Le elezioni politiche keniane hanno decretato, al momento, la vittoria di William Ruto. Mentre i ricorsi alla corte costituzionale continuano, è il momento di analizzare il voto e soprattutto la partecipazione della popolazione.
Un dato molto interessante riguarda l’affluenza giovanile alle urne, in deciso calo rispetto al 2017.
Qualche dato…
il Kenya ha visto una diminuzione nel numero di giovani iscritti alle liste elettorali. Rispetto al 2017, si è assistito ad un calo del 5,27%.
I giovani tra i 18 e i 35 anni rappresentano circa il 40% dell’elettorato registrato per votare. Sembrerebbe un dato incredibile e che testimonierebbe una grandissima partecipazione dei giovani al voto, ma bisogna tenere da conto che gli under 35 rappresentano il 75% della popolazione del paese.
Il calo nella registrazione elettorale tra i giovani rappresenta una tendenza comune a tutta la popolazione.

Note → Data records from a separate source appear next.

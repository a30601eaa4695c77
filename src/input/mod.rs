mod reader;

pub use reader::{END_MARKER, InputReader};
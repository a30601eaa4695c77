//! The default command: notes from a file, stdin, or an interactive session.

use anyhow::Result;
use inquire::validator::Validation;
use inquire::{Confirm, CustomType, CustomUserError, Text};
use std::io::{self, IsTerminal};

use super::report::{self, ReportOptions};
use crate::cli::GenerationArgs;
use crate::completion::OpenAiClient;
use crate::config::{ConfigManager, ResolveOptions, ResolvedConfig, resolve_config};
use crate::fs::NOTES_FILE_NAME;
use crate::input::{END_MARKER, InputReader};
use crate::notes::{
    GenerateOptions, NotesSource, Outcome, ReleaseNotesGenerator, combine_release_notes,
    join_codes, parse_language_list,
};
use crate::status;
use crate::ui::{Spinner, Style, handle_prompt_cancellation};

pub struct GenerateCommand {
    pub file: Option<String>,
    pub generation: GenerationArgs,
}

pub async fn run_generate(command: GenerateCommand) -> Result<()> {
    let config = load_resolved(&command.generation)?;

    if wants_interactive(&command, io::stdin().is_terminal()) {
        return run_interactive(&config, &command.generation).await;
    }

    let original_text = InputReader::read(command.file.as_deref())?;
    let client = OpenAiClient::new(config.completion_settings())?;
    let generator = ReleaseNotesGenerator::new(client);

    let outcome = {
        let _spinner = Spinner::new("Generating release notes...");
        generator
            .run(
                NotesSource::Text(original_text),
                config.generate_options(),
                None,
            )
            .await
    };

    report::finish(
        outcome,
        &ReportOptions {
            json: command.generation.json,
            output: command.generation.output,
        },
    )
}

/// The guided session runs only for a terminal with no file and no output flags.
fn wants_interactive(command: &GenerateCommand, stdin_is_terminal: bool) -> bool {
    stdin_is_terminal
        && command.file.is_none()
        && !command.generation.json
        && command.generation.output.is_none()
}

/// Rejects a zero length budget, like `resolve_config` does for flags.
pub(super) fn validate_max_length(value: &u32) -> Result<Validation, CustomUserError> {
    if *value == 0 {
        Ok(Validation::Invalid("Maximum length must be greater than zero".into()))
    } else {
        Ok(Validation::Valid)
    }
}

/// Merges CLI flags with the config file.
pub fn load_resolved(args: &GenerationArgs) -> Result<ResolvedConfig> {
    let manager = ConfigManager::new()?;
    let file_config = manager.load_or_default();
    Ok(resolve_config(&resolve_options(args), &file_config)?)
}

/// Turns the shared generation flags into config overrides.
pub fn resolve_options(args: &GenerationArgs) -> ResolveOptions {
    ResolveOptions {
        provider: args.provider.clone(),
        model: args.model.clone(),
        languages: args
            .languages
            .as_deref()
            .map(parse_language_list),
        max_length: args.max_length,
    }
}

async fn run_interactive(config: &ResolvedConfig, args: &GenerationArgs) -> Result<()> {
    println!("{}", Style::header("App Store Release Notes Generator"));
    println!(
        "Paste the original release notes, then type {} on its own line:",
        Style::code(END_MARKER)
    );

    let original_text = InputReader::read_until_marker(io::stdin().lock())?;

    let mut options = config.generate_options();
    let mut cancelled = true;
    handle_prompt_cancellation(|| {
        options = ask_options(&options, args)?;
        cancelled = false;
        Ok(())
    })?;
    if cancelled {
        return Ok(());
    }

    let client = OpenAiClient::new(config.completion_settings())?;
    let generator = ReleaseNotesGenerator::new(client);

    let outcome = {
        let _spinner = Spinner::new("Generating release notes...");
        generator
            .run(NotesSource::Text(original_text), options, None)
            .await
    };

    let generated = match outcome {
        Outcome::Success(generated) => generated,
        Outcome::Failure(e) => return Err(e.into()),
    };

    report::print_sections(&generated);

    let combined = combine_release_notes(&generated.release_notes, &generated.languages);
    println!();
    println!("{}", Style::header("=== Combined Release Notes ==="));
    println!("{combined}");

    handle_prompt_cancellation(|| {
        let save = Confirm::new(&format!("Save to {NOTES_FILE_NAME}?"))
            .with_default(false)
            .prompt()?;
        if save {
            report::save_combined(&generated, NOTES_FILE_NAME)?;
        } else {
            status!("{}", Style::secondary("Not saved."));
        }
        Ok(())
    })
}

/// Asks for whatever the flags left open.
fn ask_options(current: &GenerateOptions, args: &GenerationArgs) -> Result<GenerateOptions> {
    let languages = if args.languages.is_some() {
        current.languages.clone()
    } else {
        let input = Text::new("Languages (comma-separated codes):")
            .with_default(&join_codes(&current.languages))
            .with_help_message("e.g. en,sv,fr")
            .prompt()?;
        parse_language_list(&input)
    };

    let max_length = if args.max_length.is_some() {
        current.max_length
    } else {
        CustomType::<u32>::new("Maximum length per language:")
            .with_default(current.max_length)
            .with_error_message("Please enter a positive number")
            .with_validator(validate_max_length)
            .prompt()?
    };

    Ok(GenerateOptions {
        max_length,
        languages,
    })
}
use anyhow::{Context, Result, bail};
use std::fs;
use std::io::{self, BufRead, Read};

const MAX_INPUT_SIZE: usize = 1024 * 1024; // 1MB

/// Line that ends interactive notes entry.
pub const END_MARKER: &str = "EOF";

pub struct InputReader;

impl InputReader {
    /// Reads release notes from `file_path`, or all of stdin when `None`.
    pub fn read(file_path: Option<&str>) -> Result<String> {
        file_path.map_or_else(Self::read_stdin, Self::read_file)
    }

    /// Collects lines until one equals [`END_MARKER`] or input ends.
    ///
    /// Every collected line keeps a trailing newline.
    pub fn read_until_marker(reader: impl BufRead) -> Result<String> {
        let mut notes = String::new();

        for line in reader.lines() {
            let line = line.context("Failed to read release notes")?;
            if line.trim_end_matches('\r') == END_MARKER {
                break;
            }

            notes.push_str(&line);
            notes.push('\n');

            if notes.len() > MAX_INPUT_SIZE {
                bail!(size_error(notes.len(), "input"));
            }
        }

        Ok(notes)
    }

    fn read_file(path: &str) -> Result<String> {
        let metadata =
            fs::metadata(path).with_context(|| format!("Failed to access file: {path}"))?;

        let size = metadata.len() as usize;
        if size > MAX_INPUT_SIZE {
            bail!(size_error(size, "file"));
        }

        fs::read_to_string(path).with_context(|| format!("Failed to read file: {path}"))
    }

    #[allow(clippy::significant_drop_tightening)]
    fn read_stdin() -> Result<String> {
        let mut buffer = Vec::new();
        let mut chunk = [0u8; 8192];
        let mut stdin = io::stdin().lock();

        loop {
            let bytes_read = stdin
                .read(&mut chunk)
                .context("Failed to read from stdin")?;

            if bytes_read == 0 {
                break;
            }

            buffer.extend_from_slice(&chunk[..bytes_read]);

            if buffer.len() > MAX_INPUT_SIZE {
                bail!(size_error(buffer.len(), "input"));
            }
        }

        String::from_utf8(buffer).context("Input is not valid UTF-8")
    }
}

fn size_error(size: usize, what: &str) -> String {
    format!(
        "Input size ({:.1} MB) exceeds maximum allowed size (1 MB).\n\n\
         Consider splitting the {what} into smaller parts.",
        size as f64 / 1024.0 / 1024.0
    )
}

#[cfg(test)]
#[allow(clippy::unwrap_used)]
mod tests {
    use super::*;
    use std::io::{Cursor, Write};
    use tempfile::{NamedTempFile, TempDir};

    #[test]
    fn test_read_file() {
        let mut temp_file = NamedTempFile::new().unwrap();
        writeln!(temp_file, "* Fix crash when loading images").unwrap();

        let content = InputReader::read(Some(temp_file.path().to_str().unwrap())).unwrap();
        assert_eq!(content.trim(), "* Fix crash when loading images");
    }

    #[test]
    fn test_read_nonexistent_file() {
        let result = InputReader::read(Some("/nonexistent/path/to/notes.md"));
        assert!(result.is_err());
    }

    #[test]
    fn test_read_empty_file() {
        let temp_file = NamedTempFile::new().unwrap();

        let content = InputReader::read(Some(temp_file.path().to_str().unwrap())).unwrap();
        assert!(content.is_empty());
    }

    #[test]
    fn test_read_file_exceeds_max_size() {
        let temp_dir = TempDir::new().unwrap();
        let file_path = temp_dir.path().join("large_notes.md");
        fs::write(&file_path, "x".repeat(MAX_INPUT_SIZE + 1)).unwrap();

        let result = InputReader::read(Some(file_path.to_str().unwrap()));
        assert!(result.unwrap_err().to_string().contains("exceeds maximum"));
    }

    #[test]
    fn test_read_until_marker() {
        let input = Cursor::new("## What's Changed\n* Fix crash\nEOF\nignored\n");
        let notes = InputReader::read_until_marker(input).unwrap();
        assert_eq!(notes, "## What's Changed\n* Fix crash\n");
    }

    #[test]
    fn test_read_until_marker_handles_crlf() {
        let input = Cursor::new("* Dark mode\r\nEOF\r\n");
        let notes = InputReader::read_until_marker(input).unwrap();
        assert_eq!(notes, "* Dark mode\n");
    }

    #[test]
    fn test_read_until_marker_only_whole_line() {
        let input = Cursor::new("Fixed EOF handling\nEOF\n");
        let notes = InputReader::read_until_marker(input).unwrap();
        assert_eq!(notes, "Fixed EOF handling\n");
    }

    #[test]
    fn test_read_until_marker_without_marker_reads_all() {
        let input = Cursor::new("line one\nline two");
        let notes = InputReader::read_until_marker(input).unwrap();
        assert_eq!(notes, "line one\nline two\n");
    }

    #[test]
    fn test_read_until_marker_immediate_marker() {
        let notes = InputReader::read_until_marker(Cursor::new("EOF\n")).unwrap();
        assert!(notes.is_empty());
    }
}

Nonostante ci si aspettasse un aumento di circa 6 milioni tra i registrati per votare, l’aumento vero e proprio è stato di solo 2,5 milioni.
Questi dati vanno a spiegare il dato sull’affluenza effettiva alle urne: il 64% contro il 78% del 2017 e l’86% del 2013. Tendenze preoccupanti che destano ulteriori dubbi sullo stato di salute della già debole democrazie keniana.

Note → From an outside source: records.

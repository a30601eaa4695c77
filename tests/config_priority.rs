//! Config priority contract tests.
//!
//! These tests verify that CLI options take priority over config file settings.
//! Priority order (highest to lowest):
//! 1. CLI arguments
//! 2. Config file defaults
//! 3. Built-in defaults

use std::collections::BTreeMap;
use storenotes_cli::config::{
    ConfigFile, DefaultsConfig, GitHubConfig, ProviderConfig, ResolveOptions, resolve_config,
};
use storenotes_cli::notes::LanguageCode;

fn make_config_with_defaults() -> ConfigFile {
    let mut providers = BTreeMap::new();
    providers.insert(
        "test_provider".to_string(),
        ProviderConfig {
            endpoint: "http://test.local".to_string(),
            api_key: Some("test_key".to_string()),
            api_key_env: None,
            models: vec!["test_model".to_string(), "config_model".to_string()],
        },
    );
    providers.insert(
        "other_provider".to_string(),
        ProviderConfig {
            endpoint: "http://other.local".to_string(),
            api_key: Some("other_key".to_string()),
            api_key_env: None,
            models: vec!["other_model".to_string()],
        },
    );

    ConfigFile {
        storenotes: DefaultsConfig {
            provider: Some("test_provider".to_string()),
            model: Some("config_model".to_string()),
            languages: Some(vec!["ja".to_string(), "de".to_string()]),
            max_length: Some(300),
            ..DefaultsConfig::default()
        },
        providers,
        github: GitHubConfig::default(),
    }
}

fn codes(list: &[&str]) -> Vec<LanguageCode> {
    list.iter().map(|code| LanguageCode::new(code)).collect()
}

#[test]
fn test_config_defaults_used_when_cli_not_specified() {
    let config = make_config_with_defaults();

    let resolved = resolve_config(&ResolveOptions::default(), &config).unwrap();

    assert_eq!(resolved.provider_name, "test_provider");
    assert_eq!(resolved.model, "config_model");
    assert_eq!(resolved.languages, codes(&["ja", "de"]));
    assert_eq!(resolved.max_length, 300);
    assert_eq!(resolved.api_key.as_deref(), Some("test_key"));
}

#[test]
fn test_cli_languages_override_config_languages() {
    let config = make_config_with_defaults();
    let options = ResolveOptions {
        languages: Some(codes(&["fr", "pt-br"])),
        ..ResolveOptions::default()
    };

    let resolved = resolve_config(&options, &config).unwrap();

    assert_eq!(resolved.languages, codes(&["fr", "pt-br"]));
}

#[test]
fn test_cli_max_length_overrides_config_max_length() {
    let config = make_config_with_defaults();
    let options = ResolveOptions {
        max_length: Some(120),
        ..ResolveOptions::default()
    };

    let resolved = resolve_config(&options, &config).unwrap();

    assert_eq!(resolved.max_length, 120);
    assert_eq!(resolved.generate_options().max_length, 120);
}

#[test]
fn test_cli_model_overrides_config_model() {
    let config = make_config_with_defaults();
    let options = ResolveOptions {
        model: Some("test_model".to_string()),
        ..ResolveOptions::default()
    };

    let resolved = resolve_config(&options, &config).unwrap();

    assert_eq!(resolved.model, "test_model");
}

#[test]
fn test_cli_provider_overrides_config_provider() {
    let config = make_config_with_defaults();
    let options = ResolveOptions {
        provider: Some("other_provider".to_string()),
        model: Some("other_model".to_string()),
        ..ResolveOptions::default()
    };

    let resolved = resolve_config(&options, &config).unwrap();

    assert_eq!(resolved.provider_name, "other_provider");
    assert_eq!(resolved.endpoint, "http://other.local");
    assert_eq!(resolved.api_key.as_deref(), Some("other_key"));
}

#[test]
fn test_builtin_defaults_apply_with_empty_config() {
    let mut config = ConfigFile::default();
    config.providers.insert(
        "openai".to_string(),
        ProviderConfig {
            endpoint: "https://api.openai.com".to_string(),
            api_key: Some("sk-file".to_string()),
            api_key_env: None,
            models: Vec::new(),
        },
    );

    let resolved = resolve_config(&ResolveOptions::default(), &config).unwrap();

    assert_eq!(resolved.provider_name, "openai");
    assert_eq!(resolved.model, "gpt-4o");
    assert_eq!(resolved.languages, codes(&["en", "sv", "fr"]));
    assert_eq!(resolved.max_length, 500);
}

#[test]
fn test_all_cli_options_override_config() {
    let config = make_config_with_defaults();
    let options = ResolveOptions {
        provider: Some("other_provider".to_string()),
        model: Some("cli_model".to_string()),
        languages: Some(codes(&["es"])),
        max_length: Some(50),
    };

    let resolved = resolve_config(&options, &config).unwrap();

    assert_eq!(resolved.provider_name, "other_provider");
    assert_eq!(resolved.model, "cli_model");
    assert_eq!(resolved.languages, codes(&["es"]));
    assert_eq!(resolved.max_length, 50);
}
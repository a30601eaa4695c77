//! GitHub Actions entry point: inputs from the runner, outputs to `GITHUB_OUTPUT`.

mod inputs;
mod outputs;

pub use inputs::ActionInputs;
pub use outputs::{collect_outputs, format_output, write_outputs};

use crate::completion::{CompletionSettings, OpenAiClient};
use crate::config::DEFAULT_ENDPOINT;
use crate::github::GitHubClient;
use crate::notes::{GenerateOptions, NotesSource, Outcome, ReleaseNotesGenerator};

/// Fetches the configured release and generates its store notes.
pub async fn run_action(inputs: &ActionInputs) -> Outcome {
    let settings = CompletionSettings::new(
        inputs
            .api_endpoint
            .clone()
            .unwrap_or_else(|| DEFAULT_ENDPOINT.to_string()),
        inputs.model.clone(),
    )
    .with_api_key(Some(inputs.openai_api_key.clone()));

    let client = match OpenAiClient::new(settings) {
        Ok(client) => client,
        Err(e) => return Outcome::Failure(e),
    };

    let releases = GitHubClient::new(
        inputs.github_api_url.clone(),
        Some(inputs.github_token.clone()),
    );

    ReleaseNotesGenerator::new(client)
        .run(
            NotesSource::Release {
                repo: inputs.repository.clone(),
                tag: inputs.release_tag.clone(),
            },
            GenerateOptions {
                max_length: inputs.max_length,
                languages: inputs.languages.clone(),
            },
            Some(&releases),
        )
        .await
}
//! Command-line interface definitions and handlers.

/// CLI argument parsing with clap.
pub mod args;

/// Subcommand implementations.
pub mod commands;

pub use args::{Args, Command, GenerationArgs};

Perché i giovani non vanno a votare?
È difficile capire esattamente quali siano le motivazioni che spingono i giovani keniani lontano dal voto. Sicuramente l’immobilismo della classe politica, avvertita distante dalla popolazione, rappresenta un fattore importante. La situazione economica di gran parte della popolazione, peggiorata dalla pandemia e dalle restrizioni imposte dal governo ha sicuramente accentuato questa distanza tra la politica e il cosiddetto paese reale, in particolar modo i più giovani.

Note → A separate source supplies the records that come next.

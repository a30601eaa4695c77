use super::language::{LanguageCode, display_name};
use super::types::ReleaseNotes;

/// Joins every language's notes into one labeled document.
///
/// Sections follow `languages`; a language without text still gets its label.
pub fn combine_release_notes(notes: &ReleaseNotes, languages: &[LanguageCode]) -> String {
    languages
        .iter()
        .map(|code| {
            format!(
                "{} ({code})\n{}",
                display_name(code.as_str()),
                notes.get(code.as_str()).unwrap_or_default()
            )
        })
        .collect::<Vec<_>>()
        .join("\n\n")
}
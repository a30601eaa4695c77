use async_trait::async_trait;
use reqwest::{Client, Url};
use serde::{Deserialize, Serialize};
use std::fmt;
use std::str::FromStr;

use crate::error::{NotesError, Result};

pub const DEFAULT_API_URL: &str = "https://api.github.com";
const USER_AGENT: &str = concat!("storenotes/", env!("CARGO_PKG_VERSION"));

/// `owner/repo` coordinates of a repository.
#[derive(Debug, Clone, PartialEq, Eq)]
pub struct RepoRef {
    pub owner: String,
    pub repo: String,
}

impl RepoRef {
    pub fn new(owner: impl Into<String>, repo: impl Into<String>) -> Self {
        Self {
            owner: owner.into(),
            repo: repo.into(),
        }
    }
}

impl FromStr for RepoRef {
    type Err = NotesError;

    fn from_str(s: &str) -> Result<Self> {
        match s.trim().split_once('/') {
            Some((owner, repo))
                if !owner.is_empty() && !repo.is_empty() && !repo.contains('/') =>
            {
                Ok(Self::new(owner, repo))
            }
            _ => Err(NotesError::Config(format!(
                "Invalid repository '{s}': expected the form owner/repo"
            ))),
        }
    }
}

impl fmt::Display for RepoRef {
    fn fmt(&self, f: &mut fmt::Formatter<'_>) -> fmt::Result {
        write!(f, "{}/{}", self.owner, self.repo)
    }
}

/// Which release to look up; `latest` is reserved for the newest release.
#[derive(Debug, Clone, PartialEq, Eq, Default)]
pub enum ReleaseTag {
    #[default]
    Latest,
    Tag(String),
}

impl ReleaseTag {
    /// Parses a tag name, treating empty input and `latest` as [`ReleaseTag::Latest`].
    pub fn parse(input: &str) -> Self {
        match input.trim() {
            "" | "latest" => Self::Latest,
            tag => Self::Tag(tag.to_string()),
        }
    }
}

impl fmt::Display for ReleaseTag {
    fn fmt(&self, f: &mut fmt::Formatter<'_>) -> fmt::Result {
        match self {
            Self::Latest => f.write_str("latest"),
            Self::Tag(tag) => f.write_str(tag),
        }
    }
}

/// The parts of a GitHub release that are used here.
#[derive(Debug, Clone, PartialEq, Eq, Serialize, Deserialize)]
pub struct Release {
    pub tag_name: String,
    #[serde(default)]
    pub name: Option<String>,
    #[serde(default)]
    pub body: Option<String>,
    #[serde(default)]
    pub html_url: Option<String>,
}

impl Release {
    /// The release body, or an empty string when the release has none.
    pub fn body_text(&self) -> &str {
        self.body.as_deref().unwrap_or_default()
    }
}

/// Looks up releases on a source-control host.
#[async_trait]
pub trait ReleaseSource: Send + Sync {
    async fn fetch_release(&self, repo: &RepoRef, tag: &ReleaseTag) -> Result<Release>;
}

/// GitHub REST API release lookup.
pub struct GitHubClient {
    client: Client,
    api_url: String,
    token: Option<String>,
}

impl GitHubClient {
    pub fn new(api_url: impl Into<String>, token: Option<String>) -> Self {
        Self {
            client: Client::new(),
            api_url: api_url.into(),
            token: token.filter(|t| !t.is_empty()),
        }
    }

    /// The lookup URL; owner, repo and tag are each encoded as one path segment.
    pub fn release_url(&self, repo: &RepoRef, tag: &ReleaseTag) -> Result<Url> {
        let invalid = || NotesError::Config(format!("Invalid GitHub API URL: {}", self.api_url));

        let mut url = Url::parse(self.api_url.trim_end_matches('/')).map_err(|_| invalid())?;
        {
            let mut segments = url.path_segments_mut().map_err(|()| invalid())?;
            segments.pop_if_empty().extend([
                "repos",
                repo.owner.as_str(),
                repo.repo.as_str(),
                "releases",
            ]);
            match tag {
                ReleaseTag::Latest => segments.push("latest"),
                ReleaseTag::Tag(name) => segments.push("tags").push(name),
            };
        }
        Ok(url)
    }
}

#[async_trait]
impl ReleaseSource for GitHubClient {
    async fn fetch_release(&self, repo: &RepoRef, tag: &ReleaseTag) -> Result<Release> {
        let url = self.release_url(repo, tag)?;
        log::info!("Fetching release '{tag}' of {repo}");

        let mut request = self
            .client
            .get(url.clone())
            .header("Accept", "application/vnd.github+json")
            .header("User-Agent", USER_AGENT);

        if let Some(token) = &self.token {
            request = request.bearer_auth(token);
        }

        let response = request
            .send()
            .await
            .map_err(|e| NotesError::Fetch(format!("Failed to connect to {url}: {e}")))?;

        if !response.status().is_success() {
            let status = response.status();
            let body = response.text().await.unwrap_or_default();
            return Err(NotesError::Fetch(format!(
                "Release lookup for '{tag}' in {repo} failed with status {status}: {body}"
            )));
        }

        let body = response
            .text()
            .await
            .map_err(|e| NotesError::Fetch(format!("Failed to read release response: {e}")))?;

        serde_json::from_str(&body)
            .map_err(|e| NotesError::Fetch(format!("Failed to parse release response: {e}")))
    }
}

#[cfg(test)]
#[allow(clippy::unwrap_used)]
mod tests {
    use super::*;

    #[test]
    fn test_repo_ref_parse() {
        let repo: RepoRef = "acme/app".parse().unwrap();
        assert_eq!(repo, RepoRef::new("acme", "app"));
        assert_eq!(repo.to_string(), "acme/app");
    }

    #[test]
    fn test_repo_ref_parse_invalid() {
        for input in ["acme", "/app", "acme/", "a/b/c", ""] {
            let err = input.parse::<RepoRef>().unwrap_err();
            assert!(matches!(err, NotesError::Config(_)), "{input}");
        }
    }

    #[test]
    fn test_release_tag_parse() {
        assert_eq!(ReleaseTag::parse("latest"), ReleaseTag::Latest);
        assert_eq!(ReleaseTag::parse(""), ReleaseTag::Latest);
        assert_eq!(
            ReleaseTag::parse(" v1.2.0 "),
            ReleaseTag::Tag("v1.2.0".to_string())
        );
    }

    #[test]
    fn test_release_url() {
        let client = GitHubClient::new("https://api.github.com/", None);
        let repo = RepoRef::new("acme", "app");

        assert_eq!(
            client.release_url(&repo, &ReleaseTag::Latest).unwrap().as_str(),
            "https://api.github.com/repos/acme/app/releases/latest"
        );
        assert_eq!(
            client
                .release_url(&repo, &ReleaseTag::Tag("v1.2.0".to_string()))
                .unwrap()
                .as_str(),
            "https://api.github.com/repos/acme/app/releases/tags/v1.2.0"
        );
    }

    #[test]
    fn test_release_url_encodes_tag_as_one_segment() {
        let client = GitHubClient::new(DEFAULT_API_URL, None);
        let repo = RepoRef::new("acme", "app");

        let url = client
            .release_url(&repo, &ReleaseTag::Tag("v1.0#beta".to_string()))
            .unwrap();
        assert_eq!(url.path(), "/repos/acme/app/releases/tags/v1.0%23beta");
        assert!(url.fragment().is_none());

        let url = client
            .release_url(&repo, &ReleaseTag::Tag("v1.0?rc".to_string()))
            .unwrap();
        assert_eq!(url.path(), "/repos/acme/app/releases/tags/v1.0%3Frc");
        assert!(url.query().is_none());

        let url = client
            .release_url(&repo, &ReleaseTag::Tag("release/2.0".to_string()))
            .unwrap();
        assert_eq!(url.path(), "/repos/acme/app/releases/tags/release%2F2.0");
    }

    #[test]
    fn test_release_url_keeps_enterprise_base_path() {
        let client = GitHubClient::new("https://github.example.com/api/v3/", None);
        let url = client
            .release_url(&RepoRef::new("acme", "app"), &ReleaseTag::Latest)
            .unwrap();
        assert_eq!(
            url.as_str(),
            "https://github.example.com/api/v3/repos/acme/app/releases/latest"
        );
    }

    #[test]
    fn test_release_url_rejects_invalid_base() {
        let client = GitHubClient::new("not a url", None);
        let err = client
            .release_url(&RepoRef::new("acme", "app"), &ReleaseTag::Latest)
            .unwrap_err();
        assert!(matches!(err, NotesError::Config(_)));
    }

    #[test]
    fn test_empty_token_is_ignored() {
        let client = GitHubClient::new(DEFAULT_API_URL, Some(String::new()));
        assert!(client.token.is_none());
    }

    #[test]
    fn test_release_deserialize_null_body() {
        let release: Release =
            serde_json::from_str(r#"{"tag_name":"v1.2.0","body":null,"draft":false}"#).unwrap();
        assert_eq!(release.tag_name, "v1.2.0");
        assert_eq!(release.body_text(), "");
    }

    #[test]
    fn test_release_deserialize_body() {
        let release: Release = serde_json::from_str(
            r###"{"tag_name":"v1.2.0","name":"1.2.0","body":"## What's Changed\n* Fix crash"}"###,
        )
        .unwrap();
        assert_eq!(release.body_text(), "## What's Changed\n* Fix crash");
        assert_eq!(release.name.as_deref(), Some("1.2.0"));
    }
}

Situazione economica del paese che non è stata affrontata seriamente dai candidati presidenziali, o quanto meno questa è stata l’impressione della popolazione che non ha risposto “presente” alla chiamata alle urne.
Lavorare per un maggiore senso civico nei giovani
Spiegazioni che, oggettivamente, non sono abbastanza convincenti. È probabile che il sistema educativo in Kenya non riesca a imprimere un sufficiente senso civico nei ragazzi e le ragazze del Kenya.
È una tendenza a cui assistiamo ogni giorno lavorando con ragazzi e ragazze nelle baraccopoli di Nairobi, ma anche dialogando con le loro famiglie. Se da una parte non si lavora abbastanza sulla formazione civica dei bambini e delle bambine, dall’altra è forte la sensazione dei keniani e dei giovani keniani di essere sudditi più che cittadini, di essere alla mercé della classe politica corrotta e predatoria che occupa le posizioni di potere nel paese da decenni.
La scarsa partecipazione elettorale non è che la naturale conseguenza di uno scollamento totale dei giovani dalla vita pubblica. Ma è anche un circolo vizioso, perché la mancanza di un cambio generazionale nella classe politica nazionale non fa altro che allontanare ulteriormente i giovani dall’impegno politico e dal voto.